# Bauhaus



## cmoy (Mar 25, 2010)

Took some new shots of my Zenith. I love this watch! So clean and simple!

Thanks for looking!

Chris

1939 Zenith cal. 12-4


----------



## kpaxsg (Mar 11, 2008)

Now that is a fine example of what is known as a Classic!! EVer so relevant even until these days and in the days to come! Congratulation!!


----------



## pugster (Nov 22, 2004)

nice nomo... i mean zenith


----------



## cmoy (Mar 25, 2010)

Thanks kpaxsg!



kpaxsg said:


> Now that is a fine example of what is known as a Classic!! EVer so relevant even until these days and in the days to come! Congratulation!!


----------



## cmoy (Mar 25, 2010)

Thanks pugster! 



pugster said:


> nice nomo... i mean zenith


----------



## Draygo (Mar 18, 2010)

Wow. That's seriously beautiful.

*1939!*


----------



## Draygo (Mar 18, 2010)

Sorry... Forgot to ask what the case diameter is.

Cheers


----------



## mel (Dec 6, 2006)

I say Jeeves, that looks rather Spiffing What!

Pure unadulterated *CLASS* That watch just reeks solid money - and a lot (and I mean a lot!) of today's makers could and should learn lessons from it!
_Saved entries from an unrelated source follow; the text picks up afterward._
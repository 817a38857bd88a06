//! Rent payment monitoring client methods

use super::request::{ApiRequest, with_query};
use super::{ApiClient, ClientError};
use serde_json::Value as JsonValue;

impl ApiClient {
    /// Counts of tenants by payment standing
    pub async fn payment_monitoring_summary(&self) -> Result<JsonValue, ClientError> {
        self.execute(&ApiRequest::get("/payment-monitoring/summary"))
            .await
    }

    /// Tenants grouped by payment category
    pub async fn tenant_payment_categories(&self) -> Result<JsonValue, ClientError> {
        self.execute(&ApiRequest::get("/payment-monitoring/categories"))
            .await
    }

    /// Run the overdue check now instead of waiting for the schedule
    pub async fn run_payment_check(&self) -> Result<JsonValue, ClientError> {
        self.execute(&ApiRequest::post("/payment-monitoring/run-check"))
            .await
    }

    /// Tenants whose payment status is `status`
    pub async fn tenants_by_payment_status(&self, status: &str) -> Result<JsonValue, ClientError> {
        let path = with_query(
            "/tenants/payment-status",
            [("status", Some(status.to_string()))],
        );
        self.execute(&ApiRequest::get(path)).await
    }
}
:man_in_love: Please send it forthwith to :-

The Edinburgh Home for Classic Watches

In your Dreams Street

EDINBURGH

where I will keep it, and love it, and wind it, and polish it, and clean it, and protect it - - - - :notworthy:


----------



## cmoy (Mar 25, 2010)

Thanks Draygo! It's a small one, 32-33mm, but because of the very thin bezel it wears a bit larger than what it really is.



Draygo said:


> Sorry... Forgot to ask what the case diameter is.
> 
> Cheers


----------



## cmoy (Mar 25, 2010)

Thanks Mel!  I can't send her to you. It won't come off my wrist 



mel said:


> I say Jeeves, that looks rather Spiffing What!
> 
> Pure unadulterated *CLASS* That watch just reeks solid money - and a lot (and I mean a lot!) of today's makers could and should learn lessons from it!
> 
> ...


----------



## jss (Jun 29, 2009)

kpaxsg said:


> Now that is a fine example of what is known as a Classic!! EVer so relevant even until these days and in the days to come! Congratulation!!


1939!!!

That looks like it was designed yesterday, not 60 years ago. A true classic.


----------



## cmoy (Mar 25, 2010)

Thanks jss! June 29, 1939 according to Zenith 



jss said:


> kpaxsg said:
> 
> 
> > Now that is a fine example of what is known as a Classic!! EVer so relevant even until these days and in the days to come! Congratulation!!
> ...


----------



## streety (Jan 17, 2009)

Congratulations. A real beauty. Are you by chance planning any offspring :dummyspit:


----------



## cmoy (Mar 25, 2010)

Thanks streety!  I'll see what I can do 



streety said:


> Congratulations. A real beauty. Are you by chance planning any offspring :dummyspit:


----------



## Draygo (Mar 18, 2010)

cmoy said:


> Thanks Draygo! It's a small one, 32-33mm, but because of the very thin bezel it wears a bit larger than what it really is.
> 
> 
> 
> ...


Know what you mean... I've always been sceptical about the 'wears bigger' concept but have recently seen the errors of my ways with a couple of 'smaller' watches that just look *right*.

Enjoy.


----------



## seemore (Oct 25, 2007)

Stunning


----------



## cmoy (Mar 25, 2010)

I was the same way. Have to experience it to understand 



Draygo said:


> cmoy said:
> 
> 
> > Thanks Draygo! It's a small one, 32-33mm, but because of the very thin bezel it wears a bit larger than what it really is.
> ...


----------



## cmoy (Mar 25, 2010)

Thanks seemore!



seemore said:


> Stunning


----------



## Davey M (May 18, 2010)

Absolutley timeless. I am in awe.


----------



## pugster (Nov 22, 2004)

not sure if anyone got the pun..... so for anyone who likes this - its been redialed/using the same font to look like a nomos tangente, as already stated a very nice look.


----------



## markffw (Mar 30, 2010)

I have to say , that is beautiful. :clapping:


----------



## pcs (Jun 17, 2010)

Fantastic, like most of Bauhaus designs. Currently Stowa Antea offers same design.


----------



## bobblehat (Jan 19, 2010)

I think I have just found my new "grail"!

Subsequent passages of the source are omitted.